Brief:
Within the material below, count each line holding the string "inside" and return the total alone.

= Beginning of Section =

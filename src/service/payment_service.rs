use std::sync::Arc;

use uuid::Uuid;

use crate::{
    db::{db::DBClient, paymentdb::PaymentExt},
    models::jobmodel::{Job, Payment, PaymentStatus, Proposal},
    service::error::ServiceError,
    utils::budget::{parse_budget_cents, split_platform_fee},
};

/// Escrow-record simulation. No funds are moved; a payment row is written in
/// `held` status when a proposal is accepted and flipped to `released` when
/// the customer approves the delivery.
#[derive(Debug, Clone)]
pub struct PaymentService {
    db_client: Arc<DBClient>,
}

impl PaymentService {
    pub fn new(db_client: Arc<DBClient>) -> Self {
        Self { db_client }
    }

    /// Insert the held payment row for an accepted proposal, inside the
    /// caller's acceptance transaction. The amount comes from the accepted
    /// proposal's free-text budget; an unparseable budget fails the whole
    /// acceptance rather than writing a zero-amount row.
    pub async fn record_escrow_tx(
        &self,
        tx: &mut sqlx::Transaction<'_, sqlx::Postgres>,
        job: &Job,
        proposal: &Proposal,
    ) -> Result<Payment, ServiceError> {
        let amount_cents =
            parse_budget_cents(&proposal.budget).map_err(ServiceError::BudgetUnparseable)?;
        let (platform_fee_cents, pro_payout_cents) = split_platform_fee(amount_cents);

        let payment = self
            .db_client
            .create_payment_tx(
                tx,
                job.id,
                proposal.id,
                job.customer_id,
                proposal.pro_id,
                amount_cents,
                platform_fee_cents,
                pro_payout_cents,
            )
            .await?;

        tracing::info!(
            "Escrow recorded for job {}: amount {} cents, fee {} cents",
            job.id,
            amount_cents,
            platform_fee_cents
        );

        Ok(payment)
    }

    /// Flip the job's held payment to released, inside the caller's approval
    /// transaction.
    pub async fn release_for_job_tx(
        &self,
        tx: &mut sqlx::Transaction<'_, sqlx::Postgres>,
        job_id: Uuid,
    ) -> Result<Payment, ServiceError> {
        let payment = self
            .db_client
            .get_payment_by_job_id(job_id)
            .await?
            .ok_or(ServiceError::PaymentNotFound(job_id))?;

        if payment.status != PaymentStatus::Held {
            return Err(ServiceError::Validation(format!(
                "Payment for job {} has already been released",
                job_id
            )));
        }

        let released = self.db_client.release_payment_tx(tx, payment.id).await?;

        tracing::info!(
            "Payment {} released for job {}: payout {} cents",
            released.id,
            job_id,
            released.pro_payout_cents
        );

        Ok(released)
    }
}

= End of Section =

Solution for this task:
2